If the lenght of the word is ‘l’ then the time to search will be O(l).
Next let’s look at how we’re going to delete in this trie. So delete also
exists in two flavours,one is delete the entire word or second is delete all
the words which start with the given prefix. So we are trying to delete this world ‘abc’. We are at root,’a’ exist here,we follow the
link reach this point, this trie node.’b’ exist
here, follow the link reach this trie node,’c’ exist here,follow the link and reach this
trie node. So now we have to delete this word ‘abc’ and
we are here. So the thing is we cannot just delete
this node.Why,because if we remove this node from this trie node
then in that case we’ll also lose the word ‘abcd’ which is represented by this link here.So what we
do is since the map,since the map at this trie node is not empty,we cannot get
rid of this,this node so all we do is turn this into false,turn this
endOfWord into false so now if someone search ‘abc’ he would reach this point and since
this value is, endOfWord is false then they would say that ‘abc’ does not exist
in this trie and that’s how we deleted ‘abc’.Next we try to delete ‘abgl’ so we
start with root,follow link,reach this,this trie node,follow link reach
this trie node and then from here we follow this ‘g’ link and reach this trie node
and then we follow from here,we follow this ‘l’ link and reach this trie node.This
trie node has no children,why,because it’s map is empty so then we can safely
delete this guy and then try to delete the nodes and the higher level too. So now that this is deleted,we can
remove this,this character from it’s map and as soon as we remove this
character,now this map is empty so we can delete this as well and go one level up
here and delete this value ‘g’.Now we cannot delete this node because this has
another,another link this also has ‘c’,so at this point we’ll
stop.So we are done deleting ‘abgl’. Next we’ll delete ‘abcd’.So we follow
a,b,c,d and we reach this node.So since this map is empty we can just delete it and
then go 1 level up and delete this, this character and now this is empty so we
can delete it and reach one level up and remove ‘c’ here and now ‘c’ is empty so
we can delete this and similarly ‘b’ will be removed and now ‘b’ is empty so we can
also delete this and remove ‘a’ from here. So in this way we deleted all the
words, all the 3 words from this trie.
Again the time complexity will be if average length is ‘l’ and all the words
are,this number of words are ‘n’ then O(lxN) will be the, will be the
time complexity for deletion. So this is all I have to talk about trie.
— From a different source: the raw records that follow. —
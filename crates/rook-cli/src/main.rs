use clap::Parser;
use tracing::Level;

mod cli;
mod commands;
mod config;

#[tokio::main]
async fn main() -> anyhow::Result<()> {
    let cli = cli::Cli::parse();
    tracing_subscriber::fmt()
        .with_max_level(if cli.verbose { Level::DEBUG } else { Level::WARN })
        .with_writer(std::io::stderr)
        .init();
    commands::run_command(cli).await
}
There are tons and tons of applications
of trie like doing prefix based searching if this is,if the values in this
map can be a values of character map can be stored in sorted format then we can
also sort this entire trie lexicographically and in general there
are many many applications which use trie node and probably we can
discuss that in another video. So next let’s look at the code
implementation for trie data structure. This is the trie node we talked about
before so this is, this is a map with the character and trie node and then
endOfWord. So first thing we do is we initialize
our root in the constructor of trie. Then we’re going to do insert. So this is
the iterative version of the insert and we’re
trying to insert a word into the trie. So first our current becomes root,then
we iterate through characters one at a time in the word and then we tried,we
see if the current,current has this character in it’s Map.So the children is
nothing but this map so we check if current has character in the map. If it does,if it does not so in that
case nodes will be null then we create a new trie node and put this
node and this character into the,into the current’s map and then we set current
equal to node and we keep doing it till we have characters in the word and
in the end we just mark current’s endOfWord as true as we
discussed before in the video and then there is the recursive version which is
pretty much doing the same thing as in the iterative version,getting the,getting the
node for the current’s,from the current’s children and
then checking if it is null.If it is then putting into the map and then calling
insertRecursive recursive function again. Let’s look at the search.Search also is
a search iterative and search recursive.In searchIterative we are looking if this
word exists in this trie or not. So again current becomes root,again
iterate through all the characters in the word,then we get the node for the current’s,
from the current’s map we check if this character exists or not. If this node
is null,it means that this character doesn’t exist in a map and
then we instantly return false otherwise current becomes node and then the end we
just return current endOfWord.So if this,if this word exists in the map then
this current endOfWord should be true. for this word to exist in the trie and
similarly the recursive version is exactly same as the iterative version
and finally we have delete. So we’re trying to delete this entire
word.So this is the recursive version so we first call delete(root,word,0).
So we check if index has reached the word length.If it has,then we
check if current is endOfWord.If current is not endOfWord it means
that this word does not exist in the trie and we’ll not delete anything so we
return false otherwise we set current endOfWord as false and then we return,
we return true if the current’s,current’s map is empty otherwise return false and this we are returning to give an
indication to the calling function that they can delete this reference from
their map. So this is the,this is if we reach
index’s word length otherwise we get the character and then we get the node for
that character from the map.If node is null it means that this word does not
exist in the dictionary,the word we’re trying to delete does not exist in
dictionary so we instantly return false otherwise we call this recursively and
should deleteCurrenNode will either return true or false.If it is true it
means that you got to remove this mapping from the children’s,from this current
map and then if and then return true if the size of the map for the current is
zero otherwise return false. So this is all I have to talk about trie.
Please like this video,share this video comment on this video.Check out my
facebook page and check out my github link. Thanks again for watching this video

100 thoughts on “Trie Data Structure”

  1. Hey Tushar i think there should be correction in if(shouldDeleteCurrentNode).The condition for the deletion of current node must also check if its field isEndOfWord is false.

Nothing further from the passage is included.